The replication potential of the selected sites will be exploited via replications studies, allowing local CO2OLHEAT virtual simulations. The studies will include on-site visits, analysis of available energy monitoring, benchmarking with potential WH2P alternatives (both technically and economically) as well as local grid flexibility potential assessment.
Şişecam already runs four WH2P systems via different technologies, different glass production processes, and at different locations. Therefore, Şişecam has significant expertise in WH2P and aims to enlarge it thanks to the CO2OLHEAT project. The selected reference plant is located in Ankara, Turkey.
CO2OLHEAT solution could recover the energy from melting furnace flue gases. The amount of available waste heat seems relevant – at 20-25 MWth. Potentially installed WHRU would valorise flue gases from the production furnace with temperature 450-580˚C and flow rate 90.000-120.000 Nm3/h. It is relevant to highlight that the flue gases must be conveyed back to the manufacturing plant at 180°C.
CELSA aims to study the CO2OLHEAT cycle to recover the residual heat in the exhaust gases of the electric arc furnace (EAF) of steel plants.
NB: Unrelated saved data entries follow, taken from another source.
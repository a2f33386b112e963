//! Durable store plus write-through cache for completed results.

use std::sync::Arc;

use parking_lot::Mutex;

use crate::config::EngineConfig;
use crate::errors::AnalysisResult;
use crate::models::{AnalysisGraph, AnalysisJob, SourceFile};
use crate::store::cache::{CacheStats, GraphCache};
use crate::store::database::Database;

/// Everything here is blocking; async callers go through `spawn_blocking`.
pub struct ResultStore {
    db: Database,
    cache: GraphCache,
    commit_lock: Mutex<()>,
}

impl ResultStore {
    pub fn open(config: &EngineConfig) -> AnalysisResult<Self> {
        let db = Database::new(&config.store.path)?;
        db.init_schema()?;
        tracing::info!(path = %db.db_path().display(), "result store opened");
        Ok(Self::with_database(db, config))
    }

    pub fn with_database(db: Database, config: &EngineConfig) -> Self {
        Self {
            db,
            cache: GraphCache::new(&config.cache),
            commit_lock: Mutex::new(()),
        }
    }

    pub fn database(&self) -> &Database {
        &self.db
    }

    pub fn cache_stats(&self) -> CacheStats {
        self.cache.stats()
    }

    pub fn save_job(&self, job: &AnalysisJob) -> AnalysisResult<()> {
        self.db.save_job(job)
    }

    pub fn load_job(&self, job_id: &str) -> AnalysisResult<Option<AnalysisJob>> {
        self.db.load_job(job_id)
    }

    pub fn unfinished_jobs(&self) -> AnalysisResult<Vec<AnalysisJob>> {
        self.db.unfinished_jobs()
    }

    /// Persist one completed attempt, then swap the cached graph.
    ///
    /// Commits are serialised so the durable head and the cached entry of a
    /// repository always name the same version.
    pub fn commit(
        &self,
        job: &AnalysisJob,
        files: &[SourceFile],
        graph: AnalysisGraph,
    ) -> AnalysisResult<Arc<AnalysisGraph>> {
        let _guard = self.commit_lock.lock();
        self.db.commit_result(job, files, &graph)?;
        let graph = Arc::new(graph);
        let evicted = self.cache.insert(&graph.repo_ref, Arc::clone(&graph));
        if evicted > 0 {
            tracing::debug!(evicted, "cache over budget after commit");
        }
        Ok(graph)
    }

    /// A specific graph version; served from the cache when it holds that
    /// version, otherwise read back and cached again if it is the head.
    pub fn graph(&self, repo_ref: &str, version_id: &str) -> AnalysisResult<Option<Arc<AnalysisGraph>>> {
        if let Some(cached) = self.cache.get(repo_ref) {
            if cached.version_id == version_id {
                return Ok(Some(cached));
            }
        }
        let Some(graph) = self.db.load_graph(version_id)? else {
            return Ok(None);
        };
        let graph = Arc::new(graph);

        let _guard = self.commit_lock.lock();
        if self.db.head_version(repo_ref)?.as_deref() == Some(version_id) {
            tracing::debug!(repo = repo_ref, version = version_id, "repopulating cache from store");
            self.cache.insert(repo_ref, Arc::clone(&graph));
        }
        Ok(Some(graph))
    }

    /// The repository's current graph, if it was ever analysed.
    pub fn current_graph(&self, repo_ref: &str) -> AnalysisResult<Option<Arc<AnalysisGraph>>> {
        if let Some(cached) = self.cache.get(repo_ref) {
            return Ok(Some(cached));
        }
        match self.db.head_version(repo_ref)? {
            Some(version) => self.graph(repo_ref, &version),
            None => Ok(None),
        }
    }

    #[cfg(test)]
    pub(crate) fn evict(&self, repo_ref: &str) -> bool {
        self.cache.remove(repo_ref)
    }
}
The replication will first take place in CELSA Barcelona, which is the largest company of the CELSA group, and generates the highest energy consumption of all the group’s subsidiaries. However, depending on the results in CELSA Barcelona, the replication could be carried out in all CELSA’s industrial steel plants in the EU.
The CO2OLHEAT WH2P solution could be located downstream of the Electric arc furnace (EAF) fume outlet, recovering waste heat through a HEX between the off gases and steam. This steam could then be fed to the CO2OLHEAT system. The temperature difference from which the residual heat can be extracted is relatively high, being TC=1.150˚C and TF=250˚C with off-gases flow around 104.200,00 m3/h.
ENGIE Laborelec supports several waste incineration plants in Belgium and Europe. A brand-new Flemish waste to energy plant located in Beringen will be used as a replication study for the CO2OLHEAT project.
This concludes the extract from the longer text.